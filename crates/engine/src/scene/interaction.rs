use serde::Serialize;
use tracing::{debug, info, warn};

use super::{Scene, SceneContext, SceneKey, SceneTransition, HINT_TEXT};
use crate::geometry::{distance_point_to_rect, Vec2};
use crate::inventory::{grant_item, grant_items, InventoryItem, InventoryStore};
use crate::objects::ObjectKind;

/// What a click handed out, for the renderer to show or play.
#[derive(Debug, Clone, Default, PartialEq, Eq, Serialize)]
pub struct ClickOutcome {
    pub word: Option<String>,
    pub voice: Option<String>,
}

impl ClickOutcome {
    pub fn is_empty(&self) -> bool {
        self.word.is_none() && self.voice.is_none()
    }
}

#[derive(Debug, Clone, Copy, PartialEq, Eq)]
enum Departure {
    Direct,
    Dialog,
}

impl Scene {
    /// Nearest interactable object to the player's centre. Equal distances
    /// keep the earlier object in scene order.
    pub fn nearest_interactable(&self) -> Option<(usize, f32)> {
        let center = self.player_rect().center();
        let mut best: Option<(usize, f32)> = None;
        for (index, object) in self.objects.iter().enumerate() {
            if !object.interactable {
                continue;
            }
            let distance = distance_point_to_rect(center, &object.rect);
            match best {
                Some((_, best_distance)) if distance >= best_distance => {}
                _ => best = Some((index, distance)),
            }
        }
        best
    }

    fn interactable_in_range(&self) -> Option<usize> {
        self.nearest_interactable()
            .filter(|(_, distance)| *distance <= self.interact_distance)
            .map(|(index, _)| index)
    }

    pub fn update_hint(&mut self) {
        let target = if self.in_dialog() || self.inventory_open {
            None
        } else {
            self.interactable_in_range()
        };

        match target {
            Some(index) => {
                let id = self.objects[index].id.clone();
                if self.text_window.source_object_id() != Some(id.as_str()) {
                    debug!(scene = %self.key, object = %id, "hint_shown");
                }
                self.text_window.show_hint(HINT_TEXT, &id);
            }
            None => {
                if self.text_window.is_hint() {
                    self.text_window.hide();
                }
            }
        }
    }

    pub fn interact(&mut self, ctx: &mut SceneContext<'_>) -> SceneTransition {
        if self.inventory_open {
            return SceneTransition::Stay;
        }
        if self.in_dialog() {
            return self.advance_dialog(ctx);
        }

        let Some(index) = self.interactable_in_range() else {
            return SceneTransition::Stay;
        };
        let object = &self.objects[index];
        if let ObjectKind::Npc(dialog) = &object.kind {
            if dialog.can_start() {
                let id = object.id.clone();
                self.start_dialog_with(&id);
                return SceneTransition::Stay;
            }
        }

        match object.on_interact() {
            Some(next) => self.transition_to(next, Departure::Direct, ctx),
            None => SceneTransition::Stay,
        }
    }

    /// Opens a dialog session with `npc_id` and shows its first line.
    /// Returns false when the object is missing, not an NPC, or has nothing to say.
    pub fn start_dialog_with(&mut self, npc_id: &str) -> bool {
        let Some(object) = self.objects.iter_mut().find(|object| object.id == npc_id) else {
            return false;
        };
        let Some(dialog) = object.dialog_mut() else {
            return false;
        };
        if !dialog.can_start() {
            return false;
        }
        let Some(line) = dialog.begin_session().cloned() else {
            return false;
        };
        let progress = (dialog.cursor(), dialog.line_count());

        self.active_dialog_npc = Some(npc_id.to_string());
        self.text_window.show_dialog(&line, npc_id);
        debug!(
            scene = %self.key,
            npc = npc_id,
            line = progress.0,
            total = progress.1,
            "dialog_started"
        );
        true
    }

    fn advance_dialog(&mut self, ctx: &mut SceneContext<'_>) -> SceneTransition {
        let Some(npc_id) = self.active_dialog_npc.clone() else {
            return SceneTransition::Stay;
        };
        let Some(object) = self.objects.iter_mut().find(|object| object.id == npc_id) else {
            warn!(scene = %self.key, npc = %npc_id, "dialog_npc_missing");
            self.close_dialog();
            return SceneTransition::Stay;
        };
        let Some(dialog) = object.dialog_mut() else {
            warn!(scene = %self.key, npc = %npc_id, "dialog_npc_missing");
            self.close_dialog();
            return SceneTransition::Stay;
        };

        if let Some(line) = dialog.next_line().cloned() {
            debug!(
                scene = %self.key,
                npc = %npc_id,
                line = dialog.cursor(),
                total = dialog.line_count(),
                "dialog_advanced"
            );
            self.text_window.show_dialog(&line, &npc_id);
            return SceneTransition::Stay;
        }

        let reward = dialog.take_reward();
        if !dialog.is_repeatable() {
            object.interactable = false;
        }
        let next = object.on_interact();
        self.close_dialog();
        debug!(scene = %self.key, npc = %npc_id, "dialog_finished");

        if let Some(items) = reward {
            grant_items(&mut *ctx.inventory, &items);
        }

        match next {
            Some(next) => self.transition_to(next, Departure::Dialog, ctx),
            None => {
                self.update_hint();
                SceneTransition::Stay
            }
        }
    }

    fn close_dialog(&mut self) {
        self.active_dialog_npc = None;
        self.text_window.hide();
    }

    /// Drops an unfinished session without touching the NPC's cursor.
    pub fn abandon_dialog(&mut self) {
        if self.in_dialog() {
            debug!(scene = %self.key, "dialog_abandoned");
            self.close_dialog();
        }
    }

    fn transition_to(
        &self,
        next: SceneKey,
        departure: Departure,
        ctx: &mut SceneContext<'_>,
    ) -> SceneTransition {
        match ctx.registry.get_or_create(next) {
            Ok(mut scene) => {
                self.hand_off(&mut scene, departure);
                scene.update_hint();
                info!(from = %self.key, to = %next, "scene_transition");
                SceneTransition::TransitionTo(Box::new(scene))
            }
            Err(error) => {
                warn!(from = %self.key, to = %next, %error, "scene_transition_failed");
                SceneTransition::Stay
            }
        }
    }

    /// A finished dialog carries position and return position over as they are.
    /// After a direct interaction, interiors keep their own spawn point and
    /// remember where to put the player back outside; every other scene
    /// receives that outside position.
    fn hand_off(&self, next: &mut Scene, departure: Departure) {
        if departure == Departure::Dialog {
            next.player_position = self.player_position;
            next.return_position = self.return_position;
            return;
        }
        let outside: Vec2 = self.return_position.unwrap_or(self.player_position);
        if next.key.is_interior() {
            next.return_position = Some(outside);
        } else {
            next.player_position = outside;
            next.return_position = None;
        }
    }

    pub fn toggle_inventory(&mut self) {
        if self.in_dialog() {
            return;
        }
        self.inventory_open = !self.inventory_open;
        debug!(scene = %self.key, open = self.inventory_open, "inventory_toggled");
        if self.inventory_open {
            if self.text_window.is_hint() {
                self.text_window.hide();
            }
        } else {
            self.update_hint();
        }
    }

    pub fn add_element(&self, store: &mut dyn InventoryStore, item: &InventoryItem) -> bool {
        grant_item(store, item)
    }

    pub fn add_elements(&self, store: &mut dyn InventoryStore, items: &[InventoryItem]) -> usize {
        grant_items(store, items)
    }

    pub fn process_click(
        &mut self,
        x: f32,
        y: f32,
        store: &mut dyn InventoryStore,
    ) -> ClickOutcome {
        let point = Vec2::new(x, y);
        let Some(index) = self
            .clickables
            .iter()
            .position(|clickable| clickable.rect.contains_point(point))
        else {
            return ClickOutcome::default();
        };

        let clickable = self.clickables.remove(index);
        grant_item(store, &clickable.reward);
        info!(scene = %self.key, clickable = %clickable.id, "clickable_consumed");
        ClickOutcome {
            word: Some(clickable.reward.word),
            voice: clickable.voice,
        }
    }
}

# # # # # # #

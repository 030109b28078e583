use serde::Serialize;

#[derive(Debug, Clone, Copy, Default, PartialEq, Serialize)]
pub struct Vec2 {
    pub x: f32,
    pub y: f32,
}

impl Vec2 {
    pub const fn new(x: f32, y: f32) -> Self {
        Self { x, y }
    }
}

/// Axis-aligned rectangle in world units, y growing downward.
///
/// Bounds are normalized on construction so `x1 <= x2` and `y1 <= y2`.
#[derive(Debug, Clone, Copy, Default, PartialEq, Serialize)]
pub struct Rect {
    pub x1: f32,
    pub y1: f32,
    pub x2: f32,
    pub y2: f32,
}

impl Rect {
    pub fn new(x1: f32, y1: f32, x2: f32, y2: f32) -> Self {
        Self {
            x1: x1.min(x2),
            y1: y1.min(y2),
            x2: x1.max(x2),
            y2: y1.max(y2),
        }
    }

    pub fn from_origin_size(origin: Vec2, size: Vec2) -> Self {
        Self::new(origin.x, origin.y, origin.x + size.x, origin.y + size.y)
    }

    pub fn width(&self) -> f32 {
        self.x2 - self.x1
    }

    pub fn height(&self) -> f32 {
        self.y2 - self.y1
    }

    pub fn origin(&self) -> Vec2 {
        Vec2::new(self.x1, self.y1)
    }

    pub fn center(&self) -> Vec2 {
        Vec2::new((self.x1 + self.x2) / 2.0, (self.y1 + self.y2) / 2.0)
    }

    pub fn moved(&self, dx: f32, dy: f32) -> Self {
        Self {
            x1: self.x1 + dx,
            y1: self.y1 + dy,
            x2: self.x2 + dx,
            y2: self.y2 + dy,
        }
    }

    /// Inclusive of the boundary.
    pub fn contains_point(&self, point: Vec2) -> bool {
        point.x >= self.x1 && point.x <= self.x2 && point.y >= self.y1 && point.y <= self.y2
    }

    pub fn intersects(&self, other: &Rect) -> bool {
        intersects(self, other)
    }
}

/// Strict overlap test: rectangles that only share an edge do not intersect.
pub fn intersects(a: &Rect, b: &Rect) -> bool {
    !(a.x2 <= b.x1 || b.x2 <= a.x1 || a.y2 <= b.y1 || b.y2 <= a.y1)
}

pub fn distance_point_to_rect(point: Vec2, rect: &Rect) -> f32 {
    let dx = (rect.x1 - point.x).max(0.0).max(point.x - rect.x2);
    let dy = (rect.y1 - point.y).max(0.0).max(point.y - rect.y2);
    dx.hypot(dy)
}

# # # # # # #

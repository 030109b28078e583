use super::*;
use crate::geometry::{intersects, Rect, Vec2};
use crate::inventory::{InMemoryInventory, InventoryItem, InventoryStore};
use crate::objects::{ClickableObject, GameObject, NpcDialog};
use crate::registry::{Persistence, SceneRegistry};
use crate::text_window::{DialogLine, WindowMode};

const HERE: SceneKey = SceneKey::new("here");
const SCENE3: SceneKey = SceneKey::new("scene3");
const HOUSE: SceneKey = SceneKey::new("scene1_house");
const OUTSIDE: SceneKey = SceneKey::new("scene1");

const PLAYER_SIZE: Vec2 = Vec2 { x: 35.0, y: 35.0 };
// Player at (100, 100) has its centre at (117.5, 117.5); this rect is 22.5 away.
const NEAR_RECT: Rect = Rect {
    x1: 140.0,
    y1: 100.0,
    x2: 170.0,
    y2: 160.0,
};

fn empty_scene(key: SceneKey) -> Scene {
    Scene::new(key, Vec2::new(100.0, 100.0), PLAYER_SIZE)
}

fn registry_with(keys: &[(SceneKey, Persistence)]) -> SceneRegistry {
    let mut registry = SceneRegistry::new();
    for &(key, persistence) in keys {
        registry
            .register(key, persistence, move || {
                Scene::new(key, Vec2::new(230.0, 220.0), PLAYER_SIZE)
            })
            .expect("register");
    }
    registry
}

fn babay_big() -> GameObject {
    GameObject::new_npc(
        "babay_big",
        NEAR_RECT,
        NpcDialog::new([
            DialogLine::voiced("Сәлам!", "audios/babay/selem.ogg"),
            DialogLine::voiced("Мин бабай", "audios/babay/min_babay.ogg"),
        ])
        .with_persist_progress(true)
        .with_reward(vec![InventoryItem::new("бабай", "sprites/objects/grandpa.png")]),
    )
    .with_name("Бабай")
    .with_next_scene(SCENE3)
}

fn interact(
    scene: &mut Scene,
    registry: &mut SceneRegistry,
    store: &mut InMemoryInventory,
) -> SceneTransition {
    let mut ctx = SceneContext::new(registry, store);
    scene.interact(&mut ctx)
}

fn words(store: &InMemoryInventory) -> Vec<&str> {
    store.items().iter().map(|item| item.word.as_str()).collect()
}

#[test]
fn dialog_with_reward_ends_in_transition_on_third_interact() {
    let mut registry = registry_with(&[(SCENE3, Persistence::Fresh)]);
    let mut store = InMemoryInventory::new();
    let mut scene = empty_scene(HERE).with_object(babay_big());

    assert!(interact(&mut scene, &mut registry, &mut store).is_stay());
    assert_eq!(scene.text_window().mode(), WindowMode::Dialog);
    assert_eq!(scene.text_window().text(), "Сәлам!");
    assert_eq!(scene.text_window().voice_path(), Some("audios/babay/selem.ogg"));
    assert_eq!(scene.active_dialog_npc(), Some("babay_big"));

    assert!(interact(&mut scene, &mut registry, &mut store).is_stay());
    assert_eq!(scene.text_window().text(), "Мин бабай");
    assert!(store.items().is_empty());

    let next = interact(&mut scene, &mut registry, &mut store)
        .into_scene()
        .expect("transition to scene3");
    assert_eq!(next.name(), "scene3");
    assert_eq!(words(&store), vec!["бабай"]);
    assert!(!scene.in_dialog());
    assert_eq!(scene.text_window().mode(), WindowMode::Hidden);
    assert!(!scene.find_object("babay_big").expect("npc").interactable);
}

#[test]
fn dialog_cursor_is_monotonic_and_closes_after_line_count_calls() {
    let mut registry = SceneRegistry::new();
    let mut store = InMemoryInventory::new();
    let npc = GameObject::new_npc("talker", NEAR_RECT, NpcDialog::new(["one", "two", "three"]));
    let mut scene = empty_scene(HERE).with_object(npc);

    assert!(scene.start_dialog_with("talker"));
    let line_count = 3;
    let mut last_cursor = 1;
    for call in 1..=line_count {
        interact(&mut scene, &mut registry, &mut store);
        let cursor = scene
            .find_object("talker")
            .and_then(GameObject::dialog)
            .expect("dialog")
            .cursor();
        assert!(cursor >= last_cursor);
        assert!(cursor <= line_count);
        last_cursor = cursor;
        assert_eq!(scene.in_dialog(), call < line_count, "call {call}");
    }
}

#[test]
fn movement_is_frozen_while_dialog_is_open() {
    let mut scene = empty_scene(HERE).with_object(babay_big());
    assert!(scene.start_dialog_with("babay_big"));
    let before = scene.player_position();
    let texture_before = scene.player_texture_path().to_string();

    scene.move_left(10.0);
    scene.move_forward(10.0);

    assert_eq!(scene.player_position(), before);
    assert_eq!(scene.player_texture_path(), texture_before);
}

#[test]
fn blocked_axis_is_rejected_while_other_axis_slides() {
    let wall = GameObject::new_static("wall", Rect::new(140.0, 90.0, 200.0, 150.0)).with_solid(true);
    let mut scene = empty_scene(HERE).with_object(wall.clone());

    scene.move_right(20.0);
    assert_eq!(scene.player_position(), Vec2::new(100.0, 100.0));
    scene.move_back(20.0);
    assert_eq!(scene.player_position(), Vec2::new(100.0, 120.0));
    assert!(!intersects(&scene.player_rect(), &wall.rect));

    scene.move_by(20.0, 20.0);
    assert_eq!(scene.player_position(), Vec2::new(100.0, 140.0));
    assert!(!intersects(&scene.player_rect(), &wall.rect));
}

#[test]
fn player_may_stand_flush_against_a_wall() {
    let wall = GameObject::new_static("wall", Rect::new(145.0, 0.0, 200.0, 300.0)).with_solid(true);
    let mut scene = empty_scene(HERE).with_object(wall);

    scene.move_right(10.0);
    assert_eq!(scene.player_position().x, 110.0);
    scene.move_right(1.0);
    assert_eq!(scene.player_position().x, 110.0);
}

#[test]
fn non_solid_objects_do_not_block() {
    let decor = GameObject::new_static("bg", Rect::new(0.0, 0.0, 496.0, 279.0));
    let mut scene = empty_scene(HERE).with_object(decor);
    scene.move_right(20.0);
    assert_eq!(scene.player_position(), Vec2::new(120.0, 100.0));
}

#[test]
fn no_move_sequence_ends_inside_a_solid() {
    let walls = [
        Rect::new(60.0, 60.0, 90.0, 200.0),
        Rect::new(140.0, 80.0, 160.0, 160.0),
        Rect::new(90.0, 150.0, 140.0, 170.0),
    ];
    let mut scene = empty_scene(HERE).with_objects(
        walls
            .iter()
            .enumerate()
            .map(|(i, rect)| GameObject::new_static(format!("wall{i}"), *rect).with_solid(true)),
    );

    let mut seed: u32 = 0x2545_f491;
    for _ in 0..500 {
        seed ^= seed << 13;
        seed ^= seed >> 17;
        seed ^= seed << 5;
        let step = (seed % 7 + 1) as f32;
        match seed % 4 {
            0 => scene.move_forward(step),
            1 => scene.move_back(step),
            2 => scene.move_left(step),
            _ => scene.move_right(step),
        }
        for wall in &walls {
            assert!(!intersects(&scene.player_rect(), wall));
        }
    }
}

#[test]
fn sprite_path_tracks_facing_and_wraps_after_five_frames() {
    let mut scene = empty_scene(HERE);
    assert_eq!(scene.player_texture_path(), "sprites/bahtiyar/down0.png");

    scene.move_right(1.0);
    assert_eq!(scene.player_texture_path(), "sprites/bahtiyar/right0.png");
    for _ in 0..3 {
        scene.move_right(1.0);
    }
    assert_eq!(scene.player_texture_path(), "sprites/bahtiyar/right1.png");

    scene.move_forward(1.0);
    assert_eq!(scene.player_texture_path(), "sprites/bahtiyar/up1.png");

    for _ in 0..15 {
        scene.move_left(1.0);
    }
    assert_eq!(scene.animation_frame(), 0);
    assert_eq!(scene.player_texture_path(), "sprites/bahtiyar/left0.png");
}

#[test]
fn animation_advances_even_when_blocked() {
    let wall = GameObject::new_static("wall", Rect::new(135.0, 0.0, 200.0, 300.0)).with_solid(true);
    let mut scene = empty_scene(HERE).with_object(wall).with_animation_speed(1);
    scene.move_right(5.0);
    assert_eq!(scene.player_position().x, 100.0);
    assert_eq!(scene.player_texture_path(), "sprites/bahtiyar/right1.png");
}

# # # # # # #

● **Brief**:
A single figure is required: the number of lines above in which the string "words" appears.

● **Written solution**:
2